**Stored entries**
···

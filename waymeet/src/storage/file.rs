use std::collections::BTreeMap;
use std::path::{Path, PathBuf};

use super::KeyValueStorage;
use crate::errors::StoreResult;

/// Keeps every item in one JSON object on disk. A missing file reads as empty.
#[derive(Debug, Clone)]
pub struct FileStorage {
    path: PathBuf,
}

impl FileStorage {
    pub fn new(path: impl Into<PathBuf>) -> Self {
        Self { path: path.into() }
    }

    pub fn path(&self) -> &Path {
        &self.path
    }

    async fn load(&self) -> StoreResult<BTreeMap<String, String>> {
        match tokio::fs::read_to_string(&self.path).await {
            Ok(content) if content.trim().is_empty() => Ok(BTreeMap::new()),
            Ok(content) => Ok(serde_json::from_str(&content)?),
            Err(err) if err.kind() == std::io::ErrorKind::NotFound => Ok(BTreeMap::new()),
            Err(err) => Err(err.into()),
        }
    }

    async fn save(&self, items: &BTreeMap<String, String>) -> StoreResult<()> {
        if let Some(parent) = self.path.parent()
            && !parent.as_os_str().is_empty()
        {
            tokio::fs::create_dir_all(parent).await?;
        }
        let json = serde_json::to_string_pretty(items)?;
        tokio::fs::write(&self.path, json).await?;
        Ok(())
    }
}

impl KeyValueStorage for FileStorage {
    async fn get_item(&mut self, key: &str) -> StoreResult<Option<String>> {
        Ok(self.load().await?.remove(key))
    }

    async fn set_item(&mut self, key: &str, value: &str) -> StoreResult<()> {
        let mut items = self.load().await?;
        items.insert(key.to_string(), value.to_string());
        self.save(&items).await
    }

    async fn remove_item(&mut self, key: &str) -> StoreResult<()> {
        let mut items = self.load().await?;
        if items.remove(key).is_some() {
            self.save(&items).await?;
        }
        Ok(())
    }
}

···

**Work order**
Start with the first line of the data and print every line exactly. The line containing "#[derive(Debug, Clone)]" is the last one to include.

**Output for this exercise**
filename waymeet/src/storage/file.rs
use std::collections::BTreeMap;
use std::path::{Path, PathBuf};

use super::KeyValueStorage;
use crate::errors::StoreResult;

/// Keeps every item in one JSON object on disk. A missing file reads as empty.
#[derive(Debug, Clone)]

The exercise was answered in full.